(Collected data)
%%

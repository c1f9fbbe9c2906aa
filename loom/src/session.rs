//! A single TCP connection tracked by an I/O worker.
//!
//! Grounded on `netcore/components/tcp/impl/session.cpp`: length-prefixed
//! framing (`[u16 big-endian length][payload]`), a bounded outbound queue
//! drained in batches of up to 10 with a soft warning past 5, and an idle
//! read timeout reported as a [`crate::message::NetworkErrorCategory::SocketReadTimeout`]
//! logic error rather than a hard disconnect. Adapted from the reference's
//! asio async-handler chain to mio 0.6's edge-triggered readiness model, the
//! way `neutronium::net::channel::Channel` adapts the same framing idea to
//! mio in this workspace.

use crate::buffer::{Buffer, FLAG_LENGTH_PREFIXED};
use crate::id::SessionId;
use crate::message::{Message, NetworkErrorCategory};
use byteorder::{BigEndian, ByteOrder};
use mio::net::TcpStream;
use std::collections::VecDeque;
use std::io::{self, Read, Write};
use std::time::{Duration, Instant};
use weave::logging::{self, Logger};

/// Frames over this many bytes are rejected with
/// [`NetworkErrorCategory::MessageSizeMax`] rather than buffered - matches the
/// reference's `MAX_NMSG_SIZE`.
pub const MAX_MSG_SIZE: usize = 8192;
const LENGTH_PREFIX_SIZE: usize = 2;
const SEND_QUEUE_BATCH: usize = 10;
const SEND_QUEUE_WARN_THRESHOLD: usize = 5;

#[derive(Clone, Copy, Debug, Eq, PartialEq)]
pub enum SessionState {
    /// Outbound connect in flight, waiting for the first writable readiness.
    Connecting,
    Open,
    /// `close()` has run once; further operations are no-ops.
    Closed,
}

pub struct Session {
    id: SessionId,
    owner: crate::id::ServiceId,
    stream: TcpStream,
    state: SessionState,
    remote_addr: String,
    read_buf: Buffer,
    send_queue: VecDeque<Buffer>,
    sending: Option<Buffer>,
    idle_timeout: Option<Duration>,
    last_recv: Instant,
    log: Logger,
}

impl Session {
    pub fn new(
        id: SessionId,
        owner: crate::id::ServiceId,
        stream: TcpStream,
        state: SessionState,
        idle_timeout: Option<Duration>,
        log: Logger,
    ) -> Session {
        let remote_addr = stream
            .peer_addr()
            .map(|addr| addr.to_string())
            .unwrap_or_else(|_| "?".to_string());

        Session {
            id,
            owner,
            stream,
            state,
            remote_addr,
            read_buf: Buffer::with_capacity(4096, 0),
            send_queue: VecDeque::new(),
            sending: None,
            idle_timeout,
            last_recv: Instant::now(),
            log,
        }
    }

    #[inline]
    pub fn id(&self) -> SessionId {
        self.id
    }

    #[inline]
    pub fn owner(&self) -> crate::id::ServiceId {
        self.owner
    }

    #[inline]
    pub fn stream(&self) -> &TcpStream {
        &self.stream
    }

    #[inline]
    pub fn remote_addr(&self) -> &str {
        &self.remote_addr
    }

    #[inline]
    pub fn state(&self) -> SessionState {
        self.state
    }

    #[inline]
    pub fn is_closed(&self) -> bool {
        self.state == SessionState::Closed
    }

    /// Called once the connect readiness (or the accept itself) confirms the
    /// socket is usable. Produces the `network_connect` event.
    pub fn connected(&mut self) -> Message {
        self.state = SessionState::Open;
        self.last_recv = Instant::now();
        logging::debug!(self.log, "session connected"; "id" => %self.id, "remote" => %self.remote_addr);
        Message::network_event(
            crate::message::MessageType::NetworkConnect,
            self.id,
            Buffer::from_slice(self.remote_addr.as_bytes(), 0),
        )
    }

    /// Drains as many complete frames as are currently buffered, reading more
    /// off the socket first. Returns `network_recv` events in arrival order,
    /// or a single `network_logic_error`/`network_close` event if the session
    /// should be torn down.
    pub fn on_readable(&mut self) -> Vec<Message> {
        let mut out = Vec::new();
        if self.state != SessionState::Open {
            return out;
        }

        loop {
            let chunk = self.read_buf.prepare(4096);
            match self.stream.read(chunk) {
                Ok(0) => {
                    out.push(self.close());
                    return out;
                }
                Ok(n) => {
                    self.read_buf.commit(n);
                    self.last_recv = Instant::now();
                }
                Err(err) if err.kind() == io::ErrorKind::WouldBlock => break,
                Err(err) if err.kind() == io::ErrorKind::Interrupted => continue,
                Err(err) => {
                    out.extend(self.network_error(&err));
                    return out;
                }
            }
        }

        loop {
            match self.try_extract_frame() {
                Ok(Some(payload)) => out.push(Message::network_event(
                    crate::message::MessageType::NetworkRecv,
                    self.id,
                    payload,
                )),
                Ok(None) => break,
                Err(category) => {
                    out.push(Message::network_logic_error(self.id, category));
                    out.push(self.close());
                    return out;
                }
            }
        }

        out
    }

    /// Pulls one complete frame out of `read_buf` if enough bytes are buffered.
    fn try_extract_frame(&mut self) -> Result<Option<Buffer>, NetworkErrorCategory> {
        if self.read_buf.len() < LENGTH_PREFIX_SIZE {
            return Ok(None);
        }

        let header = &self.read_buf.as_slice()[..LENGTH_PREFIX_SIZE];
        let declared = BigEndian::read_u16(header) as usize;

        if declared > MAX_MSG_SIZE {
            return Err(NetworkErrorCategory::MessageSizeMax);
        }

        if self.read_buf.len() < LENGTH_PREFIX_SIZE + declared {
            return Ok(None);
        }

        let mut skip = [0u8; LENGTH_PREFIX_SIZE];
        self.read_buf.read(&mut skip);

        let mut payload = vec![0u8; declared];
        self.read_buf.read(&mut payload);

        Ok(Some(Buffer::from_slice(&payload, 0)))
    }

    /// Queues `payload` for sending. Checks the buffer's length-prefixed flag
    /// first: if it's already set (the caller already framed this buffer,
    /// e.g. a retried send), the buffer is queued as-is; otherwise the 2-byte
    /// big-endian length is prepended via the head reserve and the flag is
    /// set, so a buffer only ever gets framed once no matter how many times
    /// it passes back through here. Starts writing immediately if nothing
    /// else is in flight.
    pub fn send(&mut self, mut payload: Buffer) -> Result<(), NetworkErrorCategory> {
        if !payload.has_flag(FLAG_LENGTH_PREFIXED) {
            if payload.len() > MAX_MSG_SIZE {
                return Err(NetworkErrorCategory::MessageSizeMax);
            }

            let mut prefix = [0u8; LENGTH_PREFIX_SIZE];
            BigEndian::write_u16(&mut prefix, payload.len() as u16);

            if !payload.write_front(&prefix) {
                // No head reserve to write the prefix into - rebuild with one
                // rather than fail the send outright.
                let mut framed = Buffer::with_capacity(payload.len() + LENGTH_PREFIX_SIZE, LENGTH_PREFIX_SIZE);
                framed.write_back(payload.as_slice());
                framed.write_front(&prefix);
                payload = framed;
            }
            payload.set_flag(FLAG_LENGTH_PREFIXED);
        }

        self.send_queue.push_back(payload);

        if self.send_queue.len() > SEND_QUEUE_WARN_THRESHOLD {
            logging::warn!(self.log, "session send queue backing up"; "id" => %self.id, "depth" => self.send_queue.len());
        }

        if self.sending.is_none() {
            self.pump_send();
        }

        Ok(())
    }

    /// Flushes as much as the socket will currently take. Call on every
    /// writable readiness as well as right after a fresh `send`.
    pub fn on_writable(&mut self) -> Vec<Message> {
        if self.state != SessionState::Open {
            return Vec::new();
        }
        self.pump_send()
    }

    fn pump_send(&mut self) -> Vec<Message> {
        loop {
            if self.sending.is_none() {
                if self.send_queue.is_empty() {
                    return Vec::new();
                }
                let mut batch = Buffer::new();
                for _ in 0..SEND_QUEUE_BATCH {
                    match self.send_queue.pop_front() {
                        Some(buf) => batch.write_back(buf.as_slice()),
                        None => break,
                    }
                }
                self.sending = Some(batch);
            }

            let buf = self.sending.as_mut().unwrap();
            match self.stream.write(buf.as_slice()) {
                Ok(0) => return Vec::new(),
                Ok(n) => {
                    buf.seek(n, crate::buffer::SeekFrom::Current);
                    if buf.is_empty() {
                        self.sending = None;
                    }
                }
                Err(err) if err.kind() == io::ErrorKind::WouldBlock => return Vec::new(),
                Err(err) if err.kind() == io::ErrorKind::Interrupted => continue,
                Err(err) => return self.network_error(&err),
            }
        }
    }

    /// Checks whether the configured idle timeout has elapsed since the last
    /// received byte, emitting a `network_logic_error` without closing the
    /// session - matches `session::check` in the reference, which reports and
    /// leaves the connection for the caller to decide on.
    pub fn check_idle(&mut self, now: Instant) -> Option<Message> {
        let timeout = self.idle_timeout?;
        if self.state != SessionState::Open {
            return None;
        }
        if now.saturating_duration_since(self.last_recv) > timeout {
            return Some(Message::network_logic_error(self.id, NetworkErrorCategory::SocketReadTimeout));
        }
        None
    }

    /// A transport error is a terminal transition same as any other close:
    /// reports `network_error` then `network_close`, in that order, so the
    /// owning I/O worker can drop the session from its directory the same
    /// way it does for a plain `close()` (`spec.md` §3/§4.D - `network_close`
    /// fires "once, exactly on terminal transition").
    fn network_error(&mut self, err: &io::Error) -> Vec<Message> {
        logging::debug!(self.log, "session network error"; "id" => %self.id, "error" => %err);
        let error_msg = Message::network_event(
            crate::message::MessageType::NetworkError,
            self.id,
            Buffer::from_slice(err.to_string().as_bytes(), 0),
        );
        let close_msg = self.close();
        vec![error_msg, close_msg]
    }

    /// Idempotent: the first call reports `network_close` and marks the
    /// session closed, every later call is a no-op that still hands back a
    /// `network_close` so callers don't have to special-case repeats.
    pub fn close(&mut self) -> Message {
        if self.state != SessionState::Closed {
            logging::debug!(self.log, "session closed"; "id" => %self.id);
            let _ = self.stream.shutdown(std::net::Shutdown::Both);
            self.state = SessionState::Closed;
        }
        Message::network_event(
            crate::message::MessageType::NetworkClose,
            self.id,
            Buffer::from_slice(self.remote_addr.as_bytes(), 0),
        )
    }
}

#[cfg(test)]
mod tests {
    use super::*;
    use mio::net::TcpListener;
    use std::net::TcpStream as StdTcpStream;

    fn make_pair() -> (Session, StdTcpStream) {
        let listener = TcpListener::bind(&"127.0.0.1:0".parse().unwrap()).unwrap();
        let addr = listener.local_addr().unwrap();
        let client = StdTcpStream::connect(addr).unwrap();
        let (stream, _) = loop {
            if let Ok(pair) = listener.accept() {
                break pair;
            }
        };
        let session = Session::new(
            SessionId::new(0, 1),
            crate::id::ServiceId::new(0, 1),
            stream,
            SessionState::Open,
            None,
            logging::discard(),
        );
        (session, client)
    }

    #[test]
    fn test_frame_roundtrip() {
        let (mut session, mut client) = make_pair();

        let mut frame = Vec::new();
        frame.extend_from_slice(&[0x00, 0x05]);
        frame.extend_from_slice(b"hello");
        client.write_all(&frame).unwrap();

        std::thread::sleep(std::time::Duration::from_millis(20));
        let events = session.on_readable();
        assert_eq!(events.len(), 1);
        assert_eq!(events[0].bytes(), b"hello");
    }

    #[test]
    fn test_oversized_frame_is_rejected() {
        let (mut session, mut client) = make_pair();

        let mut frame = Vec::new();
        let len = (MAX_MSG_SIZE + 1) as u16;
        frame.extend_from_slice(&len.to_be_bytes());
        client.write_all(&frame).unwrap();

        std::thread::sleep(std::time::Duration::from_millis(20));
        let events = session.on_readable();
        assert!(events
            .iter()
            .any(|m| m.network_error() == Some(NetworkErrorCategory::MessageSizeMax)));
        assert!(session.is_closed());
    }

    #[test]
    fn test_close_is_idempotent() {
        let (mut session, _client) = make_pair();
        let _ = session.close();
        let second = session.close();
        assert_eq!(second.msg_type(), crate::message::MessageType::NetworkClose);
    }

    #[test]
    fn test_check_idle_reports_without_closing() {
        let (mut session, _client) = make_pair();
        session.idle_timeout = Some(std::time::Duration::from_millis(50));

        assert!(session.check_idle(Instant::now()).is_none());

        std::thread::sleep(std::time::Duration::from_millis(80));
        let msg = session.check_idle(Instant::now());
        assert_eq!(
            msg.map(|m| m.network_error()),
            Some(Some(NetworkErrorCategory::SocketReadTimeout))
        );
        // Reporting the timeout does not itself close the session.
        assert!(!session.is_closed());
    }

    #[test]
    fn test_check_idle_resets_after_new_data() {
        let (mut session, mut client) = make_pair();
        session.idle_timeout = Some(std::time::Duration::from_millis(80));

        std::thread::sleep(std::time::Duration::from_millis(50));
        client.write_all(&[0x00, 0x01, b'x']).unwrap();
        std::thread::sleep(std::time::Duration::from_millis(20));
        session.on_readable();

        // A fresh byte within the window resets the idle clock.
        assert!(session.check_idle(Instant::now()).is_none());
    }
}
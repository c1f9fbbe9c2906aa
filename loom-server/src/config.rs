//! The `loom-server` binary's top level config file, loaded with
//! [`weave::config::load_toml`]. Mirrors `gamecore::config::GameConfig`'s
//! shape: a `[server]` table for listen/thread knobs, a `[log]` table handed
//! straight to `weave::logging::init`.

use serde_derive::{Deserialize, Serialize};
use weave::logging::LogConfig;

pub const DEFAULT_PORT: u16 = 7800;

#[derive(Clone, Serialize, Deserialize)]
pub struct Server {
    pub port: u16,
    pub worker_num: u8,
    pub io_worker_num: u8,
    pub idle_timeout_secs: Option<u64>,
}

impl Default for Server {
    fn default() -> Server {
        Server {
            port: DEFAULT_PORT,
            worker_num: 4,
            io_worker_num: 0,
            idle_timeout_secs: Some(60),
        }
    }
}

#[derive(Clone, Default, Serialize, Deserialize)]
pub struct ServerConfig {
    pub server: Server,
    pub log: LogConfig,
}

#[cfg(test)]
mod tests {
    use super::*;

    fn temp_path(name: &str) -> std::path::PathBuf {
        let mut path = std::env::temp_dir();
        path.push(format!("loom-server-test-{}-{}.toml", std::process::id(), name));
        path
    }

    fn round_trip(config: &ServerConfig, name: &str) -> ServerConfig {
        let rendered = weave::config::to_toml_string(config);
        let path = temp_path(name);
        std::fs::write(&path, rendered).unwrap();
        let reloaded = weave::config::load_toml(&path);
        let _ = std::fs::remove_file(&path);
        reloaded
    }

    #[test]
    fn default_config_round_trips_through_toml() {
        let original = ServerConfig::default();
        let reloaded = round_trip(&original, "default");

        assert_eq!(reloaded.server.port, original.server.port);
        assert_eq!(reloaded.server.worker_num, original.server.worker_num);
        assert_eq!(reloaded.server.io_worker_num, original.server.io_worker_num);
        assert_eq!(reloaded.server.idle_timeout_secs, original.server.idle_timeout_secs);
        assert_eq!(reloaded.log.level, original.log.level);
        assert_eq!(reloaded.log.destination, original.log.destination);
        assert_eq!(reloaded.log.path, original.log.path);
    }

    #[test]
    fn port_override_and_disabled_idle_timeout_survive_a_round_trip() {
        let mut original = ServerConfig::default();
        original.server.port = 9001;
        original.server.idle_timeout_secs = None;
        let reloaded = round_trip(&original, "port-override");

        assert_eq!(reloaded.server.port, 9001);
        assert_eq!(reloaded.server.idle_timeout_secs, None);
    }
}
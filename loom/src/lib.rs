#![allow(clippy::new_without_default)]

//! A multithreaded actor runtime: a fixed pool of service workers, each
//! cooperatively dispatching a set of single-threaded services, backed by an
//! independent I/O worker pool for TCP networking and a per-worker
//! hierarchical timer wheel.
//!
//! [`runtime::Runtime`] is the entry point. Everything else - [`service`]'s
//! `Service` trait, [`message::Message`], [`buffer::Buffer`], [`network::Network`]
//! - is reachable through it or passed to it at startup.

pub mod buffer;
pub mod error;
pub mod id;
pub mod io_pool;
pub mod io_worker;
pub mod message;
pub mod network;
pub mod queue;
pub mod runtime;
pub mod service;
pub mod service_pool;
pub mod service_worker;
pub mod session;
pub mod timer;

pub use buffer::Buffer;
pub use error::{Error, Result};
pub use id::{ServiceId, SessionId};
pub use message::{Message, MessageType, NetworkErrorCategory};
pub use runtime::{Runtime, RuntimeConfig};
pub use service::{Context, Service};
//! A small bounded MPSC queue that applies backpressure instead of dropping.
//!
//! Used by [`crate::network::Network`] for its inbound network-event mailbox:
//! per §7 of the design notes, an overrun on that queue blocks the producer
//! (an I/O worker thread) rather than discarding the event.

use std::collections::VecDeque;
use std::sync::{Condvar, Mutex};

pub struct BoundedQueue<T> {
    inner: Mutex<VecDeque<T>>,
    not_empty: Condvar,
    not_full: Condvar,
    capacity: usize,
}

impl<T> BoundedQueue<T> {
    pub fn new(capacity: usize) -> BoundedQueue<T> {
        BoundedQueue {
            inner: Mutex::new(VecDeque::with_capacity(capacity.min(1024))),
            not_empty: Condvar::new(),
            not_full: Condvar::new(),
            capacity,
        }
    }

    /// Blocks while the queue is full.
    pub fn push(&self, value: T) {
        let mut guard = self.inner.lock().unwrap();
        while guard.len() >= self.capacity {
            guard = self.not_full.wait(guard).unwrap();
        }
        guard.push_back(value);
        self.not_empty.notify_one();
    }

    /// Drains everything currently queued without blocking.
    pub fn drain(&self) -> Vec<T> {
        let mut guard = self.inner.lock().unwrap();
        let drained: Vec<T> = guard.drain(..).collect();
        if !drained.is_empty() {
            self.not_full.notify_all();
        }
        drained
    }

    pub fn len(&self) -> usize {
        self.inner.lock().unwrap().len()
    }
}

#[cfg(test)]
mod tests {
    use super::*;
    use std::sync::Arc;

    #[test]
    fn test_push_and_drain() {
        let queue: BoundedQueue<u32> = BoundedQueue::new(4);
        queue.push(1);
        queue.push(2);
        assert_eq!(queue.drain(), vec![1, 2]);
        assert_eq!(queue.len(), 0);
    }

    #[test]
    fn test_backpressure_blocks_until_drained() {
        let queue = Arc::new(BoundedQueue::new(1));
        queue.push(1);

        let producer_queue = Arc::clone(&queue);
        let handle = std::thread::spawn(move || {
            producer_queue.push(2);
        });

        std::thread::sleep(std::time::Duration::from_millis(20));
        assert_eq!(queue.len(), 1);

        let drained = queue.drain();
        handle.join().unwrap();

        assert_eq!(drained, vec![1]);
        assert_eq!(queue.drain(), vec![2]);
    }
}
pub mod layers;
pub mod network;
pub mod saved;

use std::fmt;

use crate::error::PredictionError;

pub use network::{DenseLayer, RegressionNetwork};
pub use saved::SavedModel;

/// A loaded predictive model.
///
/// Metadata is optional: a model may know the ordered names of the features it
/// was trained on, only how many there were, or nothing at all. Callers are
/// responsible for feeding inputs in training order; nothing here can verify it.
pub trait Model {
    fn feature_names(&self) -> Option<Vec<String>> {
        None
    }

    fn feature_count(&self) -> Option<usize> {
        None
    }

    fn predict(&self, input: &[f64]) -> Result<Prediction, PredictionError>;
}

/// What a model reveals about its inputs, in priority order.
#[derive(Debug, Clone, PartialEq, Eq)]
pub enum FeatureMetadata {
    Names(Vec<String>),
    Count(usize),
    Unavailable,
}

impl FeatureMetadata {
    pub fn query<M: Model + ?Sized>(model: &M) -> Self {
        if let Some(names) = model.feature_names() {
            FeatureMetadata::Names(names)
        } else if let Some(count) = model.feature_count() {
            FeatureMetadata::Count(count)
        } else {
            FeatureMetadata::Unavailable
        }
    }
}

#[derive(Debug, Clone, PartialEq)]
pub enum Prediction {
    Scalar(f64),
    Vector(Vec<f64>),
}

impl Prediction {
    pub fn from_output(mut values: Vec<f64>) -> Self {
        if values.len() == 1 {
            Prediction::Scalar(values.remove(0))
        } else {
            Prediction::Vector(values)
        }
    }

    pub fn values(&self) -> &[f64] {
        match self {
            Prediction::Scalar(v) => std::slice::from_ref(v),
            Prediction::Vector(vs) => vs,
        }
    }
}

impl fmt::Display for Prediction {
    fn fmt(&self, f: &mut fmt::Formatter<'_>) -> fmt::Result {
        match self {
            Prediction::Scalar(v) => write!(f, "Prediction: {}", render(*v)),
            Prediction::Vector(vs) => {
                let rendered: Vec<String> = vs.iter().map(|v| render(*v)).collect();
                write!(f, "Prediction array: [{}]", rendered.join(", "))
            }
        }
    }
}

/// Rounded to 3 places, whole numbers keep one decimal (`13.0`).
fn render(v: f64) -> String {
    let rounded = (v * 1000.0).round() / 1000.0;
    if rounded.fract() == 0.0 {
        format!("{rounded:.1}")
    } else {
        rounded.to_string()
    }
}

#[cfg(test)]
mod tests {
    use super::*;

    struct Bare;

    impl Model for Bare {
        fn predict(&self, _input: &[f64]) -> Result<Prediction, PredictionError> {
            Ok(Prediction::Scalar(0.0))
        }
    }

    struct Both;

    impl Model for Both {
        fn feature_names(&self) -> Option<Vec<String>> {
            Some(vec!["a".into(), "b".into()])
        }

        fn feature_count(&self) -> Option<usize> {
            Some(7)
        }

        fn predict(&self, _input: &[f64]) -> Result<Prediction, PredictionError> {
            Ok(Prediction::Scalar(0.0))
        }
    }

    #[test]
    fn query_prefers_names_over_count() {
        assert_eq!(
            FeatureMetadata::query(&Both),
            FeatureMetadata::Names(vec!["a".into(), "b".into()])
        );
        assert_eq!(FeatureMetadata::query(&Bare), FeatureMetadata::Unavailable);
    }

    #[test]
    fn scalar_display_rounds_to_three_places() {
        assert_eq!(Prediction::Scalar(41.23456).to_string(), "Prediction: 41.235");
        assert_eq!(Prediction::Scalar(13.0).to_string(), "Prediction: 13.0");
        assert_eq!(Prediction::Scalar(12.99999).to_string(), "Prediction: 13.0");
        assert_eq!(
            Prediction::from_output(vec![1.0, 2.5]).to_string(),
            "Prediction array: [1.0, 2.5]"
        );
    }
}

%%

Problem requirements → Go through the entries above and pull out each line with "Unavailable" in it.

Response →
    Unavailable,
            FeatureMetadata::Unavailable
        assert_eq!(FeatureMetadata::query(&Bare), FeatureMetadata::Unavailable);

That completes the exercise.